I am pleased to present the State of New York’s Financial Condition Report for the fiscal year ended March 31, 2015.
After closing deep projected budget gaps just a few years ago, New York State has continued to improve its short-term financial condition. The State’s General Fund ended SFY 2014-15 with its highest closing fund balance in at least two decades, thanks in large part to an extraordinary inflow of one-time resources from financial settlements.
Over $315 million was deposited into the State’s Tax Stabilization Reserve Fund and the Rainy Day Reserve Fund, providing assurance that such dollars will be available when truly needed.
Further, a portion of the unexpected settlement dollars has been earmarked for much-needed infrastructure projects across New York, an appropriate use of one-time revenues.

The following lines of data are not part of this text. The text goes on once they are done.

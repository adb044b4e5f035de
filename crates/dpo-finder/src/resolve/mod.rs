//! Decision procedure from a parsed address to a single suggested office.
//!
//! A usable PIN code narrows the search to its group of offices; otherwise every record in the
//! table is scored against the locality keywords. Inside a PIN group delivery offices are ranked
//! by score alone, while the table-wide search ranks delivery offices ahead of non-delivery ones
//! before looking at the score. Ties always go to the record that comes first in the table.
use rayon::prelude::*;
use tracing::{debug, instrument};

mod outcome;

pub use outcome::{MatchOutcome, MatchStatus};

use crate::{
    data::{PostalRecord, ReferenceTable},
    error::DpoFinderError,
    score::{ScoredMatch, Scorer},
    tokenizer::ParsedQuery,
};

/// Resolves parsed queries against a reference table.
#[derive(Debug, Clone, Default)]
pub struct Resolver {
    scorer: Scorer,
}

impl Resolver {
    pub fn new(scorer: Scorer) -> Self {
        Self { scorer }
    }

    /// Pick the most plausible delivery office for a query. Never fails: problems with the table
    /// are reported as an outcome with status `error`.
    #[instrument(name = "Resolve query", level = "debug", skip_all, fields(pin = ?query.pin_code, keywords = query.locality_keywords.len()))]
    pub fn resolve(&self, query: &ParsedQuery, table: &ReferenceTable) -> MatchOutcome {
        if table.is_empty() {
            return MatchOutcome::from_error(&DpoFinderError::EmptyTable);
        }

        let input_pin = query.pin_code.as_deref();
        let outcome = match input_pin {
            Some(pin) => self.resolve_pin(pin, query, table),
            None => None,
        };
        outcome
            .unwrap_or_else(|| self.resolve_locality(query, table))
            .with_input_pin(input_pin)
    }

    /// Resolution inside a PIN group. `None` when no record carries the PIN.
    fn resolve_pin(
        &self,
        pin: &str,
        query: &ParsedQuery,
        table: &ReferenceTable,
    ) -> Option<MatchOutcome> {
        let group = table.pin_group(pin);
        let Some(first_office) = group.first() else {
            debug!(pin, "PIN not found, falling back to locality search");
            return None;
        };

        let delivery = group
            .iter()
            .copied()
            .filter(|record| record.is_delivery())
            .collect::<Vec<_>>();
        let Some(first_delivery) = delivery.first() else {
            debug!(pin, offices = group.len(), "PIN group has no delivery office");
            return Some(
                MatchOutcome::new(
                    MatchStatus::PartialMatchPinNoDpoFlag,
                    format!(
                        "PIN {pin} is valid, but no office explicitly marked as 'Delivery'. Suggested first office in PIN."
                    ),
                )
                .with_office(first_office.pin_code(), first_office.office_name()),
            );
        };

        if !query.has_keywords() {
            return Some(
                MatchOutcome::new(
                    MatchStatus::SuccessPinOnlyDpo,
                    format!("Found DPO for PIN {pin}. Locality not specified."),
                )
                .with_office(first_delivery.pin_code(), first_delivery.office_name()),
            );
        }

        let best = delivery
            .iter()
            .map(|record| (*record, self.scorer.score(record, &query.locality_keywords)))
            .fold(None, |best: Option<(&PostalRecord, ScoredMatch)>, candidate| {
                match best {
                    Some(current) if candidate.1.score <= current.1.score => Some(current),
                    _ => Some(candidate),
                }
            });

        match best {
            Some((record, scored)) if scored.score > 0.0 => {
                debug!(office = record.office_name(), score = scored.score, "PIN group match");
                Some(
                    MatchOutcome::new(
                        MatchStatus::Success,
                        format!(
                            "Match found for PIN {pin}. Keywords matched: {}.",
                            scored.describe()
                        ),
                    )
                    .with_office(record.pin_code(), record.office_name())
                    .with_score(scored.score, scored.matched),
                )
            }
            _ => Some(
                MatchOutcome::new(
                    MatchStatus::PartialMatchPin,
                    format!(
                        "PIN {pin} has DPOs, but locality keywords didn't strongly match. Suggested first DPO."
                    ),
                )
                .with_office(first_delivery.pin_code(), first_delivery.office_name()),
            ),
        }
    }

    /// Score every record of the table and keep the best one.
    fn resolve_locality(&self, query: &ParsedQuery, table: &ReferenceTable) -> MatchOutcome {
        if !query.has_keywords() {
            return MatchOutcome::not_found(
                "Insufficient information: No PIN or locality keywords provided.",
            );
        }

        let candidates = table
            .records()
            .par_iter()
            .map(|record| (record, self.scorer.score(record, &query.locality_keywords)))
            .filter(|(_, scored)| scored.score > 0.0)
            .collect::<Vec<_>>();
        debug!(candidates = candidates.len(), "Scored reference table");

        // Equivalent to a stable sort on (delivery desc, score desc) followed by taking the head.
        let mut best: Option<(&PostalRecord, ScoredMatch)> = None;
        for candidate in candidates {
            let replace = match &best {
                None => true,
                Some((record, scored)) => {
                    (candidate.0.is_delivery(), candidate.1.score)
                        > (record.is_delivery(), scored.score)
                }
            };
            if replace {
                best = Some(candidate);
            }
        }

        let Some((record, scored)) = best else {
            return MatchOutcome::not_found("Could not determine DPO/PIN based on locality keywords.");
        };
        let status = if record.is_delivery() {
            MatchStatus::SuccessLocalityDpo
        } else {
            MatchStatus::SuccessLocalityNonDpo
        };
        MatchOutcome::new(
            status,
            format!("Match found by locality. Keywords matched: {}.", scored.describe()),
        )
        .with_office(record.pin_code(), record.office_name())
        .with_score(scored.score, scored.matched)
    }
}
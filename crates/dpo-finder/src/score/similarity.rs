use std::fmt;

use rapidfuzz::fuzz;

/// Fuzzy string similarity on a 0 to 100 scale.
///
/// Implementations must be symmetric in spirit: the scorer passes the keyword first and the
/// record field second, but either may be the longer string.
pub trait SimilarityScorer: fmt::Debug + Send + Sync {
    fn similarity(&self, keyword: &str, field: &str) -> f64;
}

/// Best alignment of the shorter string inside the longer one.
///
/// Every window of the longer string with the length of the shorter one is compared with the
/// indel ratio, as are the partial windows hanging over either end. An exact substring scores 100.
#[derive(Debug, Clone, Copy, Default)]
pub struct PartialRatio;

impl SimilarityScorer for PartialRatio {
    fn similarity(&self, keyword: &str, field: &str) -> f64 {
        partial_ratio(keyword, field)
    }
}

pub fn partial_ratio(a: &str, b: &str) -> f64 {
    let a = a.chars().collect::<Vec<_>>();
    let b = b.chars().collect::<Vec<_>>();
    let (short, long) = if a.len() <= b.len() { (a, b) } else { (b, a) };
    if short.is_empty() {
        return 0.0;
    }

    let n = short.len();
    let ratio = |window: &[char]| fuzz::ratio(short.iter().copied(), window.iter().copied());

    let mut best: f64 = 0.0;
    // Windows overhanging the start and the end of the longer string
    for len in 1..n {
        best = best.max(ratio(&long[..len])).max(ratio(&long[long.len() - len..]));
    }
    for window in long.windows(n) {
        best = best.max(ratio(window));
        if best >= 1.0 {
            break;
        }
    }

    (best * 100.0).round()
}

#[cfg(test)]
mod tests {
    use super::*;

    #[test]
    fn test_substring_scores_full_marks() {
        assert_eq!(partial_ratio("indiranagar", "indiranagar s.o"), 100.0);
        assert_eq!(partial_ratio("delhi", "new delhi central division"), 100.0);
    }

    #[test]
    fn test_argument_order_does_not_matter() {
        let forward = partial_ratio("indranagar", "indiranagar s.o");
        let backward = partial_ratio("indiranagar s.o", "indranagar");
        assert_eq!(forward, backward);
    }

    #[test]
    fn test_typos_stay_above_threshold() {
        assert!(partial_ratio("indranagar", "indiranagar s.o") >= 80.0);
        assert!(partial_ratio("conaught", "connaught place h.o") >= 80.0);
        assert!(partial_ratio("banglore", "bangalore urban") >= 80.0);
    }

    #[test]
    fn test_unrelated_strings_score_low() {
        assert!(partial_ratio("random", "indiranagar s.o") < 80.0);
        assert!(partial_ratio("zzzz", "mumbai gpo") < 30.0);
    }

    #[test]
    fn test_empty_strings_score_zero() {
        assert_eq!(partial_ratio("", "mumbai"), 0.0);
        assert_eq!(partial_ratio("mumbai", ""), 0.0);
        assert_eq!(partial_ratio("", ""), 0.0);
    }

    #[test]
    fn test_trait_object() {
        let scorer: Box<dyn SimilarityScorer> = Box::new(PartialRatio);
        assert_eq!(scorer.similarity("gpo", "mumbai gpo"), 100.0);
    }
}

Still, there is room for further improvement. The State recently approved $7.4 billion in new and increased authorizations for State-Supported borrowing – an increase of 6.4 percent from previously authorized levels. This new debt would be issued on behalf of the State by its public authorities. Such “backdoor borrowing” circumvents the State Constitution’s requirement that State debt be approved by voters.
Moreover, despite the influx of settlement funds, New York continues to rely on non-recurring and temporary resources, which may make it harder to balance future budgets.
As the State’s chief financial officer, I encourage every citizen to learn more about the fiscal, economic and social challenges facing New York and to participate fully in the public debate on these vitally important issues. This report is intended to promote an informed dialogue by illustrating key trends in our economy as well as in our State and local budgets.
It is my hope that such a discussion will help put our great State in a position to build on its tremendous assets and ensure a strong future.